***** DATA EXCERPTS

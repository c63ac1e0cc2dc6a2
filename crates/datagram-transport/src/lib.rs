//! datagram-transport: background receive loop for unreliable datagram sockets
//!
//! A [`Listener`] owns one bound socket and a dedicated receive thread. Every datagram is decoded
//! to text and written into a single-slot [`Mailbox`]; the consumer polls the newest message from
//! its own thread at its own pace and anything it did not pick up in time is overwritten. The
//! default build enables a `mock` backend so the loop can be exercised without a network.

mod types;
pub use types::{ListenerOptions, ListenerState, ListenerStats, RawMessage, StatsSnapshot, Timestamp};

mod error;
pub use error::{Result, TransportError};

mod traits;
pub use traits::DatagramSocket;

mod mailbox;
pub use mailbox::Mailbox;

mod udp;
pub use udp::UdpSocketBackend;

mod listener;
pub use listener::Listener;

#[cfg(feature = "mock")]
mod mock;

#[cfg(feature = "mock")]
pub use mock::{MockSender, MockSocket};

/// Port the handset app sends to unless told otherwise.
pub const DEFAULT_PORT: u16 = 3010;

**********

> [PROBLEM TO WORK ON] Each line above from the one with "pub use traits::DatagramSocket;" up to and including the one with "unless told otherwise." must be set down exactly, and no line outside that span may appear.

> [RESPONSE]
pub use traits::DatagramSocket;

mod mailbox;
pub use mailbox::Mailbox;

mod udp;
pub use udp::UdpSocketBackend;

mod listener;
pub use listener::Listener;

#[cfg(feature = "mock")]
mod mock;

#[cfg(feature = "mock")]
pub use mock::{MockSender, MockSocket};

/// Port the handset app sends to unless told otherwise.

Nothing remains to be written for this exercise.